* Data records

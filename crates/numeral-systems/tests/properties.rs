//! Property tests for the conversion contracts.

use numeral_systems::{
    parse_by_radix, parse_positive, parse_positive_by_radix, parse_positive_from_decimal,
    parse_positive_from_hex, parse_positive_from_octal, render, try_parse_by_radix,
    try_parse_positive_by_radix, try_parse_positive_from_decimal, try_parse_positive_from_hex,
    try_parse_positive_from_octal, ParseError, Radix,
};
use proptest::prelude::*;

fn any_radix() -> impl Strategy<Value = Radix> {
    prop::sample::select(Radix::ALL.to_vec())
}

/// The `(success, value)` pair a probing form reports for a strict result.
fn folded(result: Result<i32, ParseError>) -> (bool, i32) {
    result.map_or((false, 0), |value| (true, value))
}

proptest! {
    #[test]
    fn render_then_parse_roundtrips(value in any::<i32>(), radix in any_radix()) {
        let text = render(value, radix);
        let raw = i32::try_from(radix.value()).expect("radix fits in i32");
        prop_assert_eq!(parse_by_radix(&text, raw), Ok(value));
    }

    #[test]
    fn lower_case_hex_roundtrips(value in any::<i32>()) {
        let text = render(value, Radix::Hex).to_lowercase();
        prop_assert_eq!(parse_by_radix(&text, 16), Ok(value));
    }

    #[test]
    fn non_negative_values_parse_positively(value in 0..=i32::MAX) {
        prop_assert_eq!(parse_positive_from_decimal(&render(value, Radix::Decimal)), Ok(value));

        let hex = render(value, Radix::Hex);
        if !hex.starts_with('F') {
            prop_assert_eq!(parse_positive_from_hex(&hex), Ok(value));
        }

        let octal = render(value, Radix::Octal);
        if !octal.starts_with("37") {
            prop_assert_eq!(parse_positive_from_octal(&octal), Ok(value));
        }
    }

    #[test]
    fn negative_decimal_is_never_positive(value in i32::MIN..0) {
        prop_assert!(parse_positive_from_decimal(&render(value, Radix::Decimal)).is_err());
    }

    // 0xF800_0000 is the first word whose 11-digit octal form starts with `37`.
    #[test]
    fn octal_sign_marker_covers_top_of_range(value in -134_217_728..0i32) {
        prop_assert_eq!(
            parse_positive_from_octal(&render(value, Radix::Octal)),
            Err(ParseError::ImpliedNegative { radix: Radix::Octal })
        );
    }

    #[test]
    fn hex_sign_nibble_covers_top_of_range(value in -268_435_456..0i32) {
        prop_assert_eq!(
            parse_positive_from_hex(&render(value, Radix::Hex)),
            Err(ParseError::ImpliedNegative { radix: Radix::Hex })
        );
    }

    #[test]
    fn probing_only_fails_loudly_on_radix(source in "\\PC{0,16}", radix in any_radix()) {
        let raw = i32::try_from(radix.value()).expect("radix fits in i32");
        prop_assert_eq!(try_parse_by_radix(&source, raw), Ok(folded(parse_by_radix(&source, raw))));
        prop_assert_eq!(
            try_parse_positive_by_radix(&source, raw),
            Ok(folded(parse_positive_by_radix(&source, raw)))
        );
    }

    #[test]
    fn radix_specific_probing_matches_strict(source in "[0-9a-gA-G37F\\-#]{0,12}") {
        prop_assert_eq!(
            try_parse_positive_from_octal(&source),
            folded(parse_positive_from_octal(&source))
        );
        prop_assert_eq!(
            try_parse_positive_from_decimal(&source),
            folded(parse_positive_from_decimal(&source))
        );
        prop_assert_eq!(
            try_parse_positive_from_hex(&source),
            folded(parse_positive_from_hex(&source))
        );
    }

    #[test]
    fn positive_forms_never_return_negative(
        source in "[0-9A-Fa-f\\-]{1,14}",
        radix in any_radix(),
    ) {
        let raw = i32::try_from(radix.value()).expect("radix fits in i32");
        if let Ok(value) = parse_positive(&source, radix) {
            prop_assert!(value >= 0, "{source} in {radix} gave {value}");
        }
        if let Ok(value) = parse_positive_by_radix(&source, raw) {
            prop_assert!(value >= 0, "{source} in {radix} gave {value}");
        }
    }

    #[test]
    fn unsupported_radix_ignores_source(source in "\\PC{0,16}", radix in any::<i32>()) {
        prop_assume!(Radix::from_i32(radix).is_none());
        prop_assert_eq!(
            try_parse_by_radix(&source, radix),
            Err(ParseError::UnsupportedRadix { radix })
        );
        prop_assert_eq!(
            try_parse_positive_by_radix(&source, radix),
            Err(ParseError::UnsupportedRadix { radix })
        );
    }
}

* TO DO
With "ImpliedNegative" as the string to find, copy every line of the records that holds it.

* WRITTEN RESPONSE
            Err(ParseError::ImpliedNegative { radix: Radix::Octal })
            Err(ParseError::ImpliedNegative { radix: Radix::Hex })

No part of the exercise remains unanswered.